Le travail dans les villages de déplacés spéciaux diffère de celui du camp. Dans les premiers, il s'agit le plus souvent d'un travail rural. Dans les camps, les prisonniers sont surtout utilisés aux travaux de construction de villes, de chemins de fer, d'usines et à l’aménagement des bassins houillers et miniers ainsi qu'à leur exploitation. La séparation entre déportés et prisonniers n'est cependant pas tranchée. Il existe, par exemple, des camps agricoles.
Les déportés peuvent survivre en ajoutant un travail complémentaire. Dans les camps, en revanche, le travail forcé constitue 100% de l'activité. Si tous partagent un labeur extrêmement éprouvant, le sommet de la violence est atteint dans les camps. Les déportés découvrent un travail qu'on leur impose. Ils sont souvent recrutés, comme dans un marché aux esclaves, à leur arrivée, par les chefs de kolkhoze. La limite entre travailleurs libres et déportés ou prisonniers n’est pas toujours précise, dans ces lieux où le travail forcé est omniprésent. Souvent, à l’issue de leur peine, les prisonniers restent sur place. Les déplacés spéciaux se mêlent souvent aux locaux, dans les mêmes équipes de travail et avec les mêmes modalités.

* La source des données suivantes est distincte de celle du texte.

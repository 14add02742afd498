pub mod archive;
pub mod attach;
pub mod build;
mod bulk;
pub mod clean;
pub mod context;
pub mod create;
pub mod delete;
pub mod detach;
mod dispatch;
pub mod list;
pub mod prompt;
pub mod report;
pub mod reset;
pub mod run;

#[cfg(test)]
mod testing;

pub use archive::{ArchiveManager, resolve_destination};
pub use attach::AttachManager;
pub use build::BuildManager;
pub use clean::CleanManager;
pub use context::{Context, Options};
pub use create::CreateManager;
pub use delete::DeleteManager;
pub use detach::DetachManager;
pub use list::{ListFormat, ListManager, render};
pub use prompt::{Confirm, LinePrompt, parse_answer};
pub use report::report_error;
pub use reset::ResetManager;
pub use run::RunManager;
use std::path::Path;

use cmtool_utils::{absolute_path, basename, entry_key, expand_home};

/// Outcome of looking a user token up in the registry.
#[derive(Debug, Clone, PartialEq, Eq)]
pub enum MatchResult {
    /// The token named a registered path exactly.
    FullPathMatch(String),
    /// Registered paths whose last segment equals the token. Empty means
    /// the token is unknown.
    BasenameMatches(Vec<String>),
}

impl MatchResult {
    #[must_use]
    pub fn is_not_found(&self) -> bool {
        matches!(self, Self::BasenameMatches(paths) if paths.is_empty())
    }
}

pub struct PathResolver;

impl PathResolver {
    /// Classify `token` against `entries`. A full-path match anywhere wins
    /// over any number of basename matches.
    #[must_use]
    pub fn resolve(token: &str, entries: &[String], home: Option<&Path>) -> MatchResult {
        let full = absolute_path(token, home);
        let mut by_name = Vec::new();

        for raw in entries {
            let entry = expand_home(raw, home);
            if entry_key(&entry, home) == full {
                return MatchResult::FullPathMatch(entry);
            }
            if basename(&entry) == token {
                by_name.push(entry);
            }
        }

        MatchResult::BasenameMatches(by_name)
    }
}
use cmtool_error::Result;
use cmtool_registry::RegistryStore;
use cmtool_runtime::ExternalActions;

use crate::prompt::Confirm;

#[derive(Debug, Clone, Copy, Default)]
pub struct Options {
    /// Apply an operation to every basename match instead of refusing.
    pub force: bool,
    /// Suppress success lines.
    pub quiet: bool,
    /// Echo debug lines to the terminal.
    pub debug: bool,
}

/// Everything one lifecycle call needs. Built per invocation and borrowed by
/// the managers; nothing here outlives the command.
pub struct Context<'a> {
    pub store: RegistryStore,
    pub actions: &'a dyn ExternalActions,
    pub prompt: &'a dyn Confirm,
    pub options: Options,
}

impl<'a> Context<'a> {
    pub fn new(
        store: RegistryStore,
        actions: &'a dyn ExternalActions,
        prompt: &'a dyn Confirm,
    ) -> Self {
        Self {
            store,
            actions,
            prompt,
            options: Options::default(),
        }
    }

    #[must_use]
    pub const fn with_options(mut self, options: Options) -> Self {
        self.options = options;
        self
    }

    pub(crate) fn success(&self, message: &str) {
        if !self.options.quiet {
            cmtool_logger::success(message);
        }
    }

    pub(crate) fn info(&self, message: &str) {
        if !self.options.quiet {
            cmtool_logger::info(message);
        }
    }

    pub(crate) fn debug(&self, message: &str) {
        cmtool_logger::debug(message, self.options.debug);
    }

    /// Run one lifecycle call between the `-->> run` and `<<-- end` log lines.
    pub(crate) fn traced<T, F>(&self, verb: &str, target: &str, call: F) -> Result<T>
    where
        F: FnOnce() -> Result<T>,
    {
        self.debug(&format!("-->> run cmake_tool {verb}: {target}"));
        let outcome = call();
        self.debug(&format!("<<-- end cmake_tool {verb}: {target}"));
        outcome
    }
}
//! Integration tests for the host run loop and the debugger.

use overworld_vm::{
    CommandTable, Condition, ContextConfig, DebugStop, DispatchPolicy, EngineConfig,
    ScriptBuilder, ScriptDebugger, ScriptExecutionContext, ScriptHost, StepOutcome,
};

/// Counts bank 1 up to `limit`, suspending once per iteration.
fn counting_script(limit: u32) -> ScriptBuilder {
    let mut builder = ScriptBuilder::new();
    let top = builder.offset() as u32;
    builder
        .add_bank(1, 1)
        .wait()
        .compare_bank(1, limit)
        .goto_if(Condition::Less, top)
        .end();
    builder
}

#[test]
fn test_host_ticks_until_suspend_policy() {
    let config = EngineConfig {
        primary: ContextConfig {
            dispatch: DispatchPolicy::UntilSuspend,
            ..ContextConfig::default()
        },
        ..EngineConfig::default()
    };
    let mut host = ScriptHost::new(&config);
    host.primary_mut()
        .start(counting_script(3).to_script(), CommandTable::core())
        .unwrap();

    let mut suspends = 0;
    for _ in 0..16 {
        match host.tick().primary.unwrap() {
            StepOutcome::Suspended => {
                suspends += 1;
                host.primary_mut().resume().unwrap();
            }
            StepOutcome::Halted => break,
            other => panic!("unexpected outcome {other:?}"),
        }
    }

    assert_eq!(suspends, 3);
    assert_eq!(host.primary().read_variable(1).unwrap(), 3);
    assert_eq!(host.faults(), 0);
}

#[test]
fn test_disabled_level_context_stays_idle() {
    let config = EngineConfig {
        level: ContextConfig {
            enabled: false,
            ..ContextConfig::default()
        },
        ..EngineConfig::default()
    };
    let mut host = ScriptHost::new(&config);
    assert!(host
        .level_mut()
        .start(counting_script(1).to_script(), CommandTable::core())
        .is_err());
    assert_eq!(host.tick().level, Ok(StepOutcome::Idle));
}

#[test]
fn test_debugger_walks_loop() {
    let builder = counting_script(2);
    let mut context = ScriptExecutionContext::new("debug");
    context
        .start(builder.to_script(), CommandTable::core())
        .unwrap();

    let mut debugger = ScriptDebugger::new(context);
    // Offset of compare_bank: add_bank (6) + wait (1).
    debugger.add_breakpoint(7);

    assert_eq!(debugger.execute(100), DebugStop::Suspended);
    debugger.context_mut().resume().unwrap();
    assert_eq!(debugger.execute(100), DebugStop::Breakpoint(7));
    assert_eq!(debugger.context().read_variable(1).unwrap(), 1);

    assert_eq!(debugger.execute(100), DebugStop::Suspended);
    debugger.context_mut().resume().unwrap();
    assert_eq!(debugger.execute(100), DebugStop::Breakpoint(7));

    debugger.remove_breakpoint(7);
    assert_eq!(debugger.execute(100), DebugStop::Halted);
    assert_eq!(debugger.into_context().read_variable(1).unwrap(), 2);
}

Le travail forcé constitue l'un des modes essentiels du développement industriel de l'URSS. Malgré sa très faible rentabilité et ses coûts humains extrêmement élevés, il est omniprésent dans plusieurs régions d’URSS.
Texte : Alain Blum et Emilia Koustova
Adam Chwaliński raconte son travail dans la taïga
Adam Chwaliński raconte comment, âgé de 11 ans et demi, il travaillait dans la taïga.
Adam Chwaliński à la coupe du bois
Dans ces deux extraits Adam Chwaliński raconte comment, âgé de 11 ans et demi, il travaillait dans les forêts sibériennes à la coupe du bois.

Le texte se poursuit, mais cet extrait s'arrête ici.